#### Problem to solve
Filter the listing so that only lines with the word "minimum" remain.

#### Extracted records

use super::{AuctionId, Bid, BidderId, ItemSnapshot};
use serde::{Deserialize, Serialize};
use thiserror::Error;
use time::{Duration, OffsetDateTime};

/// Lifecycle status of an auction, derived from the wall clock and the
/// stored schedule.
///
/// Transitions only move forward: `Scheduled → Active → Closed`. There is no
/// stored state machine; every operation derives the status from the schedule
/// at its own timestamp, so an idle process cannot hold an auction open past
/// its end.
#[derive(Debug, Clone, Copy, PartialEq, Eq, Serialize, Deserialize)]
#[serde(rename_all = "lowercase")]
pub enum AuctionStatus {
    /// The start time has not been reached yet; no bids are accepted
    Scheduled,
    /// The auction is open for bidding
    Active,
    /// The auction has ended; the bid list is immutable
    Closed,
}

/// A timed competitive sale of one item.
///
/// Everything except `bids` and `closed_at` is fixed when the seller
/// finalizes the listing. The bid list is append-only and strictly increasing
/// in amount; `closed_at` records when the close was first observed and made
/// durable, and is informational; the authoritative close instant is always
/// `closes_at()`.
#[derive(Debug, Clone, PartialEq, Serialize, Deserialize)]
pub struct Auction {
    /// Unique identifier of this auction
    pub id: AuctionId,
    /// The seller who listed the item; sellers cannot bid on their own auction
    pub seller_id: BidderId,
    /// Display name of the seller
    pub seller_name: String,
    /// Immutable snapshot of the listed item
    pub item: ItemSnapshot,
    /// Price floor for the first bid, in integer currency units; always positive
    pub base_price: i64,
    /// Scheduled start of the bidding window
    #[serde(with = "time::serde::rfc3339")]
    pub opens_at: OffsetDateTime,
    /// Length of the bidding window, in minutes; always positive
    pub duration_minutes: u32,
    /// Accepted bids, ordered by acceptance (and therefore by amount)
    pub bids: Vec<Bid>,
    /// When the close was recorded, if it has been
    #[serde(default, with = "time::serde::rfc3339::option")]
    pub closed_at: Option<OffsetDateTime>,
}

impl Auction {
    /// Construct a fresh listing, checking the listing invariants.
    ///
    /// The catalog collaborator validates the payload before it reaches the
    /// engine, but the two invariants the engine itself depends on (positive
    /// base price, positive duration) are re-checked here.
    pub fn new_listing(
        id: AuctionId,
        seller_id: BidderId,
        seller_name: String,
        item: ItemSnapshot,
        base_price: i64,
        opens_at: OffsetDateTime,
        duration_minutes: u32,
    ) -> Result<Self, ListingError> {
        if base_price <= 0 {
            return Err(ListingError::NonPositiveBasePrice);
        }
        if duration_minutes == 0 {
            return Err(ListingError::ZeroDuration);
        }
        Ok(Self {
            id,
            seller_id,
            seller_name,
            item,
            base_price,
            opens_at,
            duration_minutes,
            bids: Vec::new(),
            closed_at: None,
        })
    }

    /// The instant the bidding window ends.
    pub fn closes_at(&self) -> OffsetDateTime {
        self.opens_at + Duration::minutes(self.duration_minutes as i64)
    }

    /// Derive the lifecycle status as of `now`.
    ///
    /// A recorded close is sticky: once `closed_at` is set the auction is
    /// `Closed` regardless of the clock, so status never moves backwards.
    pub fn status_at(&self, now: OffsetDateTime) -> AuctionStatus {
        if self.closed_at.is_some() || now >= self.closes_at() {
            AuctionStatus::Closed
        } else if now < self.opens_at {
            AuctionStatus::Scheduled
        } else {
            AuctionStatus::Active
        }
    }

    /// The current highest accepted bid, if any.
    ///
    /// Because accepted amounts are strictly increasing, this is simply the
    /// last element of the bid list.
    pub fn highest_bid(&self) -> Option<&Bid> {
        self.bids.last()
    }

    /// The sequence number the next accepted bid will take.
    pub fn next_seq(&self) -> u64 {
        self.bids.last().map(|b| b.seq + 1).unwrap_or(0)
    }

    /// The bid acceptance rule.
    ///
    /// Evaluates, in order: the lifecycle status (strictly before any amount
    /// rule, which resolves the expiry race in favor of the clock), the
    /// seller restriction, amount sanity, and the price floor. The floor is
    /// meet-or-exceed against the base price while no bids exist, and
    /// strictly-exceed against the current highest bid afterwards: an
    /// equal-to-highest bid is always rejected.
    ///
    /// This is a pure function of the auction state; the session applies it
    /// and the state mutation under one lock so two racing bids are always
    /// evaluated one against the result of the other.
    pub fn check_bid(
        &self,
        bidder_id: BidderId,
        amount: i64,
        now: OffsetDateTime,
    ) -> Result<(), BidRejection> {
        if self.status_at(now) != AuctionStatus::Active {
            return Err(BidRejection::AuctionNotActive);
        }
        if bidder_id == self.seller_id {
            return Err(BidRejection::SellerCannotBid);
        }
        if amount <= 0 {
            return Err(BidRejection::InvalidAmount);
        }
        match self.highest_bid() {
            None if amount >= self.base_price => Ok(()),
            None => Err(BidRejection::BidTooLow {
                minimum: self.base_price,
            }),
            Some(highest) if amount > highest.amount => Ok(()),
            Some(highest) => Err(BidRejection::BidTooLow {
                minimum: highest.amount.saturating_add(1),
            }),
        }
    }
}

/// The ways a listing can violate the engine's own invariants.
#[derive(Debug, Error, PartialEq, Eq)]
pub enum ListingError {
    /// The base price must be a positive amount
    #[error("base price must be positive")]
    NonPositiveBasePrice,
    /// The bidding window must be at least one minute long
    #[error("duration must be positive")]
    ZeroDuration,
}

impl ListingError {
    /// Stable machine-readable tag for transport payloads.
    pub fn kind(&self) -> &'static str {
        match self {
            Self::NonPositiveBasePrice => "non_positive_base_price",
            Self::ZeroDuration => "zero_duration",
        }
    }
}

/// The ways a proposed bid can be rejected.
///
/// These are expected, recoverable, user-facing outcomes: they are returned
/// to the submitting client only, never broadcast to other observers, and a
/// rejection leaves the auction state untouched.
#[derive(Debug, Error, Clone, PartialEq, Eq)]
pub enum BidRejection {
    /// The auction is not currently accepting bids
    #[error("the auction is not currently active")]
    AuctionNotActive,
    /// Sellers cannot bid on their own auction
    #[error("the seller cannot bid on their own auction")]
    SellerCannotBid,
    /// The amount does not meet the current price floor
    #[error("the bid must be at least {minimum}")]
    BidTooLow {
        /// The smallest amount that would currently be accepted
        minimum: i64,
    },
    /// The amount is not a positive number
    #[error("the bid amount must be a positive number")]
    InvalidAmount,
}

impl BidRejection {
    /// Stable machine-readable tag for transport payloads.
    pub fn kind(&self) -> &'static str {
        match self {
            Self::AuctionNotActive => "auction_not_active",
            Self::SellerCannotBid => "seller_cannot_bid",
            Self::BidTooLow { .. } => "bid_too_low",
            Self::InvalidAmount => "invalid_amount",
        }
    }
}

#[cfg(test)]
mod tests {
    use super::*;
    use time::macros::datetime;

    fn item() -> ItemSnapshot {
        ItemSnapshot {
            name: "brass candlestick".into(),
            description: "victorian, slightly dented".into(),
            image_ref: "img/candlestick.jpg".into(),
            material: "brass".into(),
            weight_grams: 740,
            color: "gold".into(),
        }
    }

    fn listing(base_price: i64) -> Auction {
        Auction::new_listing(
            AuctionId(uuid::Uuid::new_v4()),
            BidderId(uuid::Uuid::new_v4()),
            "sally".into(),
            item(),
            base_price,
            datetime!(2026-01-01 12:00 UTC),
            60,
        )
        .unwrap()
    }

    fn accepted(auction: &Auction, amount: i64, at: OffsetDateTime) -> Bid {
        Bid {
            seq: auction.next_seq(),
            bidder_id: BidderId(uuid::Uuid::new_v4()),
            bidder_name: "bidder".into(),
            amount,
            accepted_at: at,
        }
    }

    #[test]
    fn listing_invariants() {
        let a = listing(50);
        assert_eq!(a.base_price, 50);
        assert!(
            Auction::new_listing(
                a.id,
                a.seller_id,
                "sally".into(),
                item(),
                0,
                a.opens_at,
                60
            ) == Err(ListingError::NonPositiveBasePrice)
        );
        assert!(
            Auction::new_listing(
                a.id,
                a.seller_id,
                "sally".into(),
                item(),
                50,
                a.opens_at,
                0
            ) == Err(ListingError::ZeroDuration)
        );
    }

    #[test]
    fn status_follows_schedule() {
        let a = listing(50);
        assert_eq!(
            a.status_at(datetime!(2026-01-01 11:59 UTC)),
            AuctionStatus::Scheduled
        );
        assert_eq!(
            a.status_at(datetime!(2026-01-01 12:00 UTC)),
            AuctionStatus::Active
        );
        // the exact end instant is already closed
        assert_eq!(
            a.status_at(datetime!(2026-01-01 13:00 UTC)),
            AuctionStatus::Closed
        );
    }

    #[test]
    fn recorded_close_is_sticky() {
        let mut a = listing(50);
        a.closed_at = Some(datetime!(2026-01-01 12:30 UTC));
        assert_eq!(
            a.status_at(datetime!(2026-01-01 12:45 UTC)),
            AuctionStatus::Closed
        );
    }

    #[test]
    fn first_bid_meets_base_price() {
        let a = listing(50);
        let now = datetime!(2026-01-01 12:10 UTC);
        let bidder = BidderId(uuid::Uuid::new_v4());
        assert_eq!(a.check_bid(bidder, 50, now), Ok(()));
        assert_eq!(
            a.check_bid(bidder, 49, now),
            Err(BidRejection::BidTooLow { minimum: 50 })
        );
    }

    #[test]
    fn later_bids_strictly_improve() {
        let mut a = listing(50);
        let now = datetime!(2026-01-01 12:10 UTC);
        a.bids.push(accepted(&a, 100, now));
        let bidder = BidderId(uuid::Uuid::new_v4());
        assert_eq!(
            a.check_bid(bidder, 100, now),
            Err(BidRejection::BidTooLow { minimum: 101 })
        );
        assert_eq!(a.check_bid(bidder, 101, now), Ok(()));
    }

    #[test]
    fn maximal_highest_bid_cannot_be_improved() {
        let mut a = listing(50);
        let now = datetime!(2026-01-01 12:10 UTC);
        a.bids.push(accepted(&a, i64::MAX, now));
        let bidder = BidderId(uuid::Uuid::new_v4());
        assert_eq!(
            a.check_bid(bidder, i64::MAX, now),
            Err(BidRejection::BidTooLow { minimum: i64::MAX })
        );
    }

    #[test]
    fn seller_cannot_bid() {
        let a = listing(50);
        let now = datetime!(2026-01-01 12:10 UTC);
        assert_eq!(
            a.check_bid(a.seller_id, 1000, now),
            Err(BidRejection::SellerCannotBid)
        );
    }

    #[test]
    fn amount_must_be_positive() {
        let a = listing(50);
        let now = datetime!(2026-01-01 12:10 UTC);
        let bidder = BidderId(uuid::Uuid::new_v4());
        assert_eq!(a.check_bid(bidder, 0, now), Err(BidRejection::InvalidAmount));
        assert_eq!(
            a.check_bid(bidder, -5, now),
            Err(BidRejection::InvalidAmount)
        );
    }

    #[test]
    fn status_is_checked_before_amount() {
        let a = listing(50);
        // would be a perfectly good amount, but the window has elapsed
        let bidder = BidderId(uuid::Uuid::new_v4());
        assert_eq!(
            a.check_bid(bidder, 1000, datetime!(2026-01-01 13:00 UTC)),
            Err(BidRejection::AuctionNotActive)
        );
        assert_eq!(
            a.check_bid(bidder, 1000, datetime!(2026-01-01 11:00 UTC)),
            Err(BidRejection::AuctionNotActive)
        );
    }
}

#### Solved exercise
                minimum: self.base_price,
                minimum: highest.amount.saturating_add(1),
    #[error("the bid must be at least {minimum}")]
        minimum: i64,
            Err(BidRejection::BidTooLow { minimum: 50 })
            Err(BidRejection::BidTooLow { minimum: 101 })
            Err(BidRejection::BidTooLow { minimum: i64::MAX })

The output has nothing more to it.